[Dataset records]
*-*-*
//! Token types for text analysis.
//!
//! A [`Token`] is the unit flowing through the analysis pipeline. Its text is
//! what ends up as the text half of an index term.
//!
//! # Examples
//!
//! ```
//! use lucerna::analysis::token::Token;
//!
//! let token = Token::with_offsets("world", 1, 6, 11);
//! assert_eq!(token.text, "world");
//! assert_eq!(token.start_offset, 6);
//! assert_eq!(token.end_offset, 11);
//! ```

use std::fmt;

use serde::{Deserialize, Serialize};

/// A token represents a single unit of text after tokenization.
#[derive(Clone, Debug, PartialEq, Eq, Serialize, Deserialize)]
pub struct Token {
    /// The text content of the token
    pub text: String,

    /// The position of the token in the token stream (0-based)
    pub position: usize,

    /// The byte offset where this token starts in the original text
    pub start_offset: usize,

    /// The byte offset where this token ends in the original text
    pub end_offset: usize,
}

impl Token {
    /// Create a new token with the given text and position.
    pub fn new<S: Into<String>>(text: S, position: usize) -> Self {
        Token {
            text: text.into(),
            position,
            start_offset: 0,
            end_offset: 0,
        }
    }

    /// Create a new token with text, position, and byte offsets.
    pub fn with_offsets<S: Into<String>>(
        text: S,
        position: usize,
        start_offset: usize,
        end_offset: usize,
    ) -> Self {
        Token {
            text: text.into(),
            position,
            start_offset,
            end_offset,
        }
    }

    /// Get the length of the token text in bytes.
    pub fn len(&self) -> usize {
        self.text.len()
    }

    /// Check if the token is empty.
    pub fn is_empty(&self) -> bool {
        self.text.is_empty()
    }

    /// Replace the token text, keeping position and offsets.
    pub fn with_text<S: Into<String>>(mut self, text: S) -> Self {
        self.text = text.into();
        self
    }
}

impl fmt::Display for Token {
    fn fmt(&self, f: &mut fmt::Formatter<'_>) -> fmt::Result {
        write!(f, "{}@{}", self.text, self.position)
    }
}

/// A lazy sequence of tokens produced by a tokenizer or analyzer.
///
/// The stream may borrow the analyzed text; tokenizing the same text again
/// yields the same sequence.
pub type TokenStream<'a> = Box<dyn Iterator<Item = Token> + 'a>;

#[cfg(test)]
mod tests {
    use super::*;

    #[test]
    fn test_token_creation() {
        let token = Token::new("hello", 0);
        assert_eq!(token.text, "hello");
        assert_eq!(token.position, 0);
        assert_eq!(token.len(), 5);
        assert!(!token.is_empty());
    }

    #[test]
    fn test_with_text_keeps_offsets() {
        let token = Token::with_offsets("Hello", 3, 10, 15).with_text("hello");
        assert_eq!(token.text, "hello");
        assert_eq!(token.position, 3);
        assert_eq!((token.start_offset, token.end_offset), (10, 15));
    }

    #[test]
    fn test_display() {
        assert_eq!(Token::new("ant", 2).to_string(), "ant@2");
    }
}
*-*-*
Exercise requirements
Return the records in their entirety. Keep every character as it is.

Your response
//! Token types for text analysis.
//!
//! A [`Token`] is the unit flowing through the analysis pipeline. Its text is
//! what ends up as the text half of an index term.
//!
//! # Examples
//!
//! ```
//! use lucerna::analysis::token::Token;
//!
//! let token = Token::with_offsets("world", 1, 6, 11);
//! assert_eq!(token.text, "world");
//! assert_eq!(token.start_offset, 6);
//! assert_eq!(token.end_offset, 11);
//! ```

use std::fmt;

use serde::{Deserialize, Serialize};

/// A token represents a single unit of text after tokenization.
#[derive(Clone, Debug, PartialEq, Eq, Serialize, Deserialize)]
pub struct Token {
    /// The text content of the token
    pub text: String,

    /// The position of the token in the token stream (0-based)
    pub position: usize,

    /// The byte offset where this token starts in the original text
    pub start_offset: usize,

    /// The byte offset where this token ends in the original text
    pub end_offset: usize,
}

impl Token {
    /// Create a new token with the given text and position.
    pub fn new<S: Into<String>>(text: S, position: usize) -> Self {
        Token {
            text: text.into(),
            position,
            start_offset: 0,
            end_offset: 0,
        }
    }

    /// Create a new token with text, position, and byte offsets.
    pub fn with_offsets<S: Into<String>>(
        text: S,
        position: usize,
        start_offset: usize,
        end_offset: usize,
    ) -> Self {
        Token {
            text: text.into(),
            position,
            start_offset,
            end_offset,
        }
    }

    /// Get the length of the token text in bytes.
    pub fn len(&self) -> usize {
        self.text.len()
    }

    /// Check if the token is empty.
    pub fn is_empty(&self) -> bool {
        self.text.is_empty()
    }

    /// Replace the token text, keeping position and offsets.
    pub fn with_text<S: Into<String>>(mut self, text: S) -> Self {
        self.text = text.into();
        self
    }
}

impl fmt::Display for Token {
    fn fmt(&self, f: &mut fmt::Formatter<'_>) -> fmt::Result {
        write!(f, "{}@{}", self.text, self.position)
    }
}

/// A lazy sequence of tokens produced by a tokenizer or analyzer.
///
/// The stream may borrow the analyzed text; tokenizing the same text again
/// yields the same sequence.
pub type TokenStream<'a> = Box<dyn Iterator<Item = Token> + 'a>;

#[cfg(test)]
mod tests {
    use super::*;

    #[test]
    fn test_token_creation() {
        let token = Token::new("hello", 0);
        assert_eq!(token.text, "hello");
        assert_eq!(token.position, 0);
        assert_eq!(token.len(), 5);
        assert!(!token.is_empty());
    }

    #[test]
    fn test_with_text_keeps_offsets() {
        let token = Token::with_offsets("Hello", 3, 10, 15).with_text("hello");
        assert_eq!(token.text, "hello");
        assert_eq!(token.position, 3);
        assert_eq!((token.start_offset, token.end_offset), (10, 15));
    }

    #[test]
    fn test_display() {
        assert_eq!(Token::new("ant", 2).to_string(), "ant@2");
    }
}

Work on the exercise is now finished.